The long term central buyer model a solution to strengthen low carbon transition and to protect consumers while keeping efficient spot markets
Authors
Dominique Finon, Etienne BeekerAbstract
This paper proposes an alternative to the current market design based on hourly prices
aligned with marginal costs and on which retail prices are built. It is based on a public
entity which is the counterpart in long term financial contracts (contracts for differences or
CfDs) signed up with to share risks in new and existing assets of low carbon technologies
(renewables [RES], nuclear), in parallel with the development of private long term contracts
(PPA) between private agents . Besides this function of central contractor, the public entity is
also a central purchasing agency: it buys their corresponding energy production on the spot
market.
So the central buyer is in a position to sell wholesale electricity from low carbon generators
to competing suppliers at prices mainly based on long-term costs (represented by CfD’s strike
prices). CfDs have the virtue to erase the rents of infra-marginal producers (namely RES and
nuclear) in periods of fossil price spike. Suppliers will pass long term costs through retail
prices they offer to each type of customers along their load profiles.
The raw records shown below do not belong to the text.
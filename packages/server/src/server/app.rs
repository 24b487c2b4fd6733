//! Application setup and server configuration.

use std::any::Any;
use std::sync::Arc;
use std::time::Duration;

use anyhow::{Context, Result};
use axum::{
    extract::Extension,
    http::{header::CONTENT_TYPE, Method},
    response::{IntoResponse, Response},
    routing::{get, post},
    Router,
};
use listing_extraction::{HttpFetcher, ListingExtractor, RenderingProxyFetcher};
use tower_http::catch_panic::CatchPanicLayer;
use tower_http::cors::{Any as AnyOrigin, CorsLayer};
use tower_http::timeout::TimeoutLayer;
use tower_http::trace::TraceLayer;

use crate::config::Config;
use crate::server::error::ApiError;
use crate::server::routes::{extract_handler, extract_html_handler, health_handler};

/// Shared application state
#[derive(Clone)]
pub struct AppState {
    pub extractor: Arc<ListingExtractor>,
}

impl AppState {
    pub fn new(extractor: ListingExtractor) -> Self {
        Self {
            extractor: Arc::new(extractor),
        }
    }
}

/// Build the extractor described by `config`.
///
/// Without a rendering proxy key the extractor still serves direct
/// requests; `render=true` then fails with a configuration error.
pub fn build_extractor(config: &Config) -> Result<ListingExtractor> {
    let direct = HttpFetcher::with_timeout(config.fetch_timeout)
        .context("Failed to create HTTP fetcher")?;

    let mut extractor = ListingExtractor::new(Arc::new(direct)).with_allowlist(config.allowlist());

    match &config.rendering_proxy_api_key {
        Some(api_key) => {
            let mut proxy = RenderingProxyFetcher::new(api_key.clone())
                .context("Failed to create rendering proxy fetcher")?
                .with_wait_ms(config.render_wait_ms);
            if let Some(endpoint) = &config.rendering_proxy_url {
                proxy = proxy.with_endpoint(endpoint);
            }
            tracing::info!(wait_ms = config.render_wait_ms, "Rendering proxy enabled");
            extractor = extractor.with_rendering(Arc::new(proxy));
        }
        None => {
            tracing::warn!("RENDERING_PROXY_API_KEY not set, render=true requests will fail");
        }
    }

    Ok(extractor)
}

/// Build the Axum application router from configuration.
pub fn build_app(config: &Config) -> Result<Router> {
    let extractor = build_extractor(config)?;
    Ok(build_router(AppState::new(extractor), config.request_timeout))
}

/// Build the router around an existing state (used by tests).
pub fn build_router(state: AppState, request_timeout: Duration) -> Router {
    // CORS configuration - any origin may call the extraction API
    let cors = CorsLayer::new()
        .allow_origin(AnyOrigin)
        .allow_methods([Method::GET, Method::POST, Method::OPTIONS])
        .allow_headers([CONTENT_TYPE]);

    Router::new()
        .route("/api/extract", get(extract_handler))
        .route("/api/extract/html", post(extract_html_handler))
        .route("/health", get(health_handler))
        // Middleware layers (applied in reverse order - last added runs first)
        .layer(Extension(state))
        .layer(TimeoutLayer::new(request_timeout))
        .layer(CatchPanicLayer::custom(panic_response))
        .layer(cors)
        .layer(TraceLayer::new_for_http())
}

/// Turn a handler panic into a JSON 500 carrying the panic message.
fn panic_response(panic: Box<dyn Any + Send + 'static>) -> Response {
    let message = if let Some(s) = panic.downcast_ref::<String>() {
        s.clone()
    } else if let Some(s) = panic.downcast_ref::<&str>() {
        s.to_string()
    } else {
        "unknown panic".to_string()
    };
    ApiError::internal(format!("internal error: {message}")).into_response()
}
This new organizational
model of electricity market not only meets the need to rapidly invest in capital-intensive
technologies for low-carbon transition to net-zero, but also consumers’ need for protection
against price risks and excessive dependence on highly volatile gas market.
A variant is presented in appendix, in which the agency is only a central contractor with low
carbon generators and does not directly cover the price risk for the suppliers. It might be
more conducive to compromise.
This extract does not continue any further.